Antidiabetic Agents from Fungi with Special Reference to α-Glucosidase Inhibitors

The enzyme α-glucosidases (EC 3.2.1.20) catalyzes the hydrolysis of α-1,4-glucopyranoside bond in oligosaccharides and disaccharides, and thus plays an essential role in regulating glucose content and the level of postprandial hyperglycemia. The inhibition of α-glucosidases is considered a viable strategy to develop new and effective antidia-betic drugs. Many patents like ZA201905405B; US9073897B2 have been published on α-glucosidase inhibitors. In recent years, several classes of fungal metabolites possessing a varying degree of α-glucosidases inhibitory activity have been reported. The primary chemical classes include xanthone, phenanthrene, terpenoid, coumarin, isocoumarin, naph-thalene, piperazine, and polyketides.
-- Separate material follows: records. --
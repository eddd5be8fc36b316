use axum::response::{IntoResponse, Response};
use axum::Json;
use reqwest::{Client, RequestBuilder, Url};
use serde::{Deserialize, Serialize};
use uuid::Uuid;

use common::prelude::{Post, PostStore, PostStoreError, PostUpdate};

use crate::http_server::api::client::{ApiError, ApiRequest};
use crate::http_server::body::JsonBody;

#[derive(Debug, Clone, Serialize, Deserialize, clap::Args)]
pub struct UpdateRequest {
    /// Post ID to update
    #[arg(long)]
    pub id: Uuid,

    /// New text of the post
    #[arg(long)]
    pub description: Option<String>,

    /// New alternative text for the image
    #[arg(long)]
    pub alt: Option<String>,
}

pub async fn handler<S: PostStore>(
    store: &S,
    id: &str,
    body: JsonBody,
) -> Result<impl IntoResponse, UpdateError> {
    let id = Uuid::parse_str(id).map_err(|_| UpdateError::InvalidId(id.to_string()))?;
    let update: PostUpdate = body.deserialize()?;

    let post = store.update(id, update).await.map_err(|e| match e {
        PostStoreError::NotFound(id) => UpdateError::NotFound(id),
        e => UpdateError::Store(e.to_string()),
    })?;
    tracing::info!("UPDATE POST: updated post {}", post.id);

    Ok((http::StatusCode::OK, Json(post)))
}

#[derive(Debug, thiserror::Error)]
pub enum UpdateError {
    #[error("Invalid post id: {0}")]
    InvalidId(String),
    #[error("Invalid update: {0}")]
    InvalidUpdate(#[from] serde_json::Error),
    #[error("Post not found: {0}")]
    NotFound(Uuid),
    #[error("Store error: {0}")]
    Store(String),
}

impl IntoResponse for UpdateError {
    fn into_response(self) -> Response {
        match self {
            UpdateError::InvalidId(_) | UpdateError::InvalidUpdate(_) => {
                (http::StatusCode::BAD_REQUEST, format!("Bad request: {}", self)).into_response()
            }
            UpdateError::NotFound(_) => {
                (http::StatusCode::NOT_FOUND, self.to_string()).into_response()
            }
            UpdateError::Store(msg) => {
                tracing::error!("UPDATE POST ERROR: {}", msg);
                (
                    http::StatusCode::INTERNAL_SERVER_ERROR,
                    "Unexpected error".to_string(),
                )
                    .into_response()
            }
        }
    }
}

impl ApiRequest for UpdateRequest {
    type Response = Post;

    fn build_request(self, base_url: &Url, client: &Client) -> Result<RequestBuilder, ApiError> {
        let full_url = base_url.join(&format!("/upload/{}", self.id))?;
        let update = PostUpdate {
            description: self.description,
            alt: self.alt,
        };
        Ok(client.put(full_url).json(&update))
    }
}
Few of the identified inhibitors exhibited severalfold better activities than well-known α-glucosidases inhibitor acarbose and can be used as a lead to develop new antidiabetic drugs. The present review highlights the recent development in the identification of α-glucosidases inhibitors from various fungal sources. Their chemical class, structures, and inhibitory activity in terms of IC₅₀ or MIC are discussed here.